The Senate unanimously passed a new bill to allocate $5,000 of Senate Reserve Funding to a pilot program that would give every URI student free transit on RIPTA. The bill wasn’t expected to be voted on until next week, but Senator Christopher Bove, who introduced the bill, motioned to vote on the issue immediately. 

The allotment of reserve funds will only cover half of the expected cost for the program. The remaining cost will be covered by the Division of Student Affairs. 

While the free RIPTA transit is considered a pilot program, the bill is designed to supplement the arrangement that the University had with the State of Rhode Island. This arrangement covered the cost of public transportation for students before the state removed the budgeting during the early stages of the COVID-19 pandemic. The Senate and Student Affairs hope to restore the previous arrangement in the near future, but a formal budget request cannot be made until October. 

“This is essentially a band-aid until that request can be made,” Bove said. “As it stands, it’s currently a one-time investment.” 

Concerns were raised about compensating the students who bought bus passes before the bill was passed. These are being addressed by RIPTA’s plan to migrate their platform to be completely digital, and they will credit any returned physical bus passes to the owner’s account.

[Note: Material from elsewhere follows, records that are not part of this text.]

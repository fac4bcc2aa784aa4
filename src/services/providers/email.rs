//! Transactional e-mail providers.

use super::{EmailMessage, EmailProvider, ProviderError};
use async_trait::async_trait;
use reqwest::Client;
use serde::{Deserialize, Serialize};
use std::sync::atomic::{AtomicU64, Ordering};

const RESEND_API_URL: &str = "https://api.resend.com/emails";

#[derive(Debug, Clone)]
pub struct ResendConfig {
    pub api_key: String,
    /// Sender in `Name <addr>` form.
    pub from: String,
}

pub struct ResendProvider {
    config: ResendConfig,
    client: Client,
}

#[derive(Debug, Serialize)]
struct ResendRequest<'a> {
    from: &'a str,
    to: Vec<&'a str>,
    subject: &'a str,
    html: &'a str,
}

#[derive(Debug, Deserialize)]
struct ResendError {
    message: Option<String>,
}

impl ResendProvider {
    pub fn new(config: ResendConfig) -> Result<Self, ProviderError> {
        if config.api_key.is_empty() {
            return Err(ProviderError::NotConfigured(
                "Resend API key not configured".to_string(),
            ));
        }

        Ok(Self {
            config,
            client: Client::new(),
        })
    }
}

#[async_trait]
impl EmailProvider for ResendProvider {
    async fn send(&self, email: &EmailMessage) -> Result<(), ProviderError> {
        let request = ResendRequest {
            from: &self.config.from,
            to: vec![&email.to],
            subject: &email.subject,
            html: &email.body_html,
        };

        let response = self
            .client
            .post(RESEND_API_URL)
            .bearer_auth(&self.config.api_key)
            .json(&request)
            .send()
            .await
            .map_err(|e| ProviderError::NetworkError(e.to_string()))?;

        if !response.status().is_success() {
            let status = response.status();
            let body = response.text().await.unwrap_or_default();
            let detail = serde_json::from_str::<ResendError>(&body)
                .ok()
                .and_then(|e| e.message)
                .unwrap_or(body);

            if status.as_u16() == 429 {
                return Err(ProviderError::RateLimited);
            }

            return Err(ProviderError::ApiError(format!(
                "Resend API error {}: {}",
                status, detail
            )));
        }

        tracing::info!(to = %email.to, subject = %email.subject, "Email sent successfully");
        Ok(())
    }
}

/// Mock e-mail provider for tests and keyless dev runs.
pub struct MockEmailProvider {
    send_count: AtomicU64,
}

impl MockEmailProvider {
    pub fn new() -> Self {
        Self {
            send_count: AtomicU64::new(0),
        }
    }

    pub fn send_count(&self) -> u64 {
        self.send_count.load(Ordering::SeqCst)
    }
}

impl Default for MockEmailProvider {
    fn default() -> Self {
        Self::new()
    }
}

#[async_trait]
impl EmailProvider for MockEmailProvider {
    async fn send(&self, email: &EmailMessage) -> Result<(), ProviderError> {
        self.send_count.fetch_add(1, Ordering::SeqCst);
        tracing::info!(to = %email.to, "Mock email provider: pretending to send");
        Ok(())
    }
}
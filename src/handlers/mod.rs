//! HTTP handlers for the analyzer service.

pub mod analyze;
pub mod health;
pub mod send_results;
pub mod upload;

pub use analyze::{analyze, analyze_comprehensive, analyze_detailed};
pub use health::health_check;
pub use send_results::send_results;
pub use upload::upload;
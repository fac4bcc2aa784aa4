use axum::{response::IntoResponse, Json};
use serde_json::json;

pub async fn health_check() -> impl IntoResponse {
    Json(json!({
        "status": "ok",
        "service": "analyzer-service",
        "version": env!("CARGO_PKG_VERSION")
    }))
}
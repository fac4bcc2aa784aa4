//! Prompt assembly.
//!
//! Static per-route templates combined with request context (prior analysis
//! text, output language) and per-call uniqueness tokens. The tokens are a
//! functional requirement: provider-side caching keyed on prompt equality
//! must never return a memoized answer for a repeated-looking request, so
//! every call embeds a fresh random id and timestamp in both prompts.

use crate::models::AnalyzeRequest;
use crate::services::providers::SamplingParams;
use chrono::Utc;
use rand::Rng;
use uuid::Uuid;

/// Named sampling ranges instead of inline magic numbers, so tests can pin
/// deterministic values by constructing `SamplingParams` directly.
#[derive(Debug, Clone, Copy)]
pub struct SamplingPolicy {
    pub temperature_range: (f32, f32),
    pub top_p_range: (f32, f32),
}

impl SamplingPolicy {
    pub fn draw(&self, max_tokens: u32) -> SamplingParams {
        let mut rng = rand::thread_rng();
        SamplingParams {
            temperature: rng.gen_range(self.temperature_range.0..=self.temperature_range.1),
            top_p: Some(rng.gen_range(self.top_p_range.0..=self.top_p_range.1)),
            max_tokens,
        }
    }

    /// Fixed low-variance parameters for the fallback model.
    pub fn fallback(max_tokens: u32) -> SamplingParams {
        SamplingParams {
            temperature: 0.3,
            top_p: None,
            max_tokens,
        }
    }

    /// Near-deterministic parameters for the strict JSON re-query.
    pub fn strict(max_tokens: u32) -> SamplingParams {
        SamplingParams {
            temperature: 0.1,
            top_p: None,
            max_tokens,
        }
    }
}

/// Static text for one analysis route.
#[derive(Debug, Clone, Copy)]
pub struct PromptTemplate {
    pub system: &'static str,
    /// Shorter instruction used with the fallback model.
    pub fallback_system: &'static str,
    pub user_task: &'static str,
}

/// Fully assembled prompts plus the generated analysis id that doubles as
/// the cache-defeat token.
#[derive(Debug, Clone)]
pub struct BuiltPrompts {
    pub system: String,
    pub fallback_system: String,
    pub user: String,
    pub analysis_id: String,
}

pub fn build_prompts(
    template: &PromptTemplate,
    analysis_type: &str,
    request: &AnalyzeRequest,
) -> BuiltPrompts {
    let millis = Utc::now().timestamp_millis();
    let analysis_id = format!("{}_{}_{}", analysis_type, millis, short_token());
    let session_id = format!("session_{}_{}", millis, short_token());
    let request_id = format!("req_{}_{}", millis, short_token());

    let directive = request.language.directive();

    let system = format!(
        "{}\n{}\nСЕССИЯ: {}\nЗАПРОС: {}",
        template.system, directive, session_id, request_id
    );
    let fallback_system = format!(
        "{}\n{}\nСЕССИЯ: {}",
        template.fallback_system, directive, session_id
    );

    let mut user = format!("Образец {}\n{}", analysis_id, template.user_task);
    if let Some(context) = request
        .detailed_analysis
        .as_deref()
        .filter(|c| !c.trim().is_empty())
    {
        user.push_str("\n\nДетальный морфологический анализ:\n");
        user.push_str(context);
    }

    BuiltPrompts {
        system,
        fallback_system,
        user,
        analysis_id,
    }
}

fn short_token() -> String {
    Uuid::new_v4().simple().to_string()[..12].to_string()
}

During the meeting’s public forum, the Senate discussed how this bill could contribute to lessening the University’s ongoing shortage of parking and increased travel times during class hours. Multiple senators complained that their commutes could take upwards of 45 minutes.

“I think that this [bill] will be very beneficial and won’t have a huge financial impact on us,” said Director of Treasury Chris Hoover.

Campus Affairs Committee Chair Emily Gamache reported that she would be working on two prominent issues the Senate began to address last year. First, a Blue Light Walk is being organized to ensure that all of the emergency blue light phones on campus are functioning properly. Gamache also announced that the Campus Affairs Committee will be requesting funding from the Faculty Senate to provide feminine hygiene products for free in the women’s bathrooms of the Memorial Union. 

Bove, who was previously chair of the Instruments Committee, was named interim moderator of the Senate after being nominated by Senator Anabelle Gibson. An official vote is expected to be conducted next week to name the new moderator. 

Gibson and External Affairs Chair Grace Kiernan were both nominated to sit on the Student Election Committee, which must have at least five members before elections can take place.

Kiernan is currently working with several organizations to challenge the Narragansett town ordinance limiting housing options to three students per property.

President Bolu Taiwo announced that she is currently working towards creating more transparency in the University’s budget. 

“I know that this is a hot topic as to where your money as students goes,” Taiwo said. 

She assured the Senate that she was taking the issue of transparency seriously. 

The Senate is meeting in person again in Memorial Union Senate Chambers after meeting virtually during the pandemic on Wednesday, Sept. 22.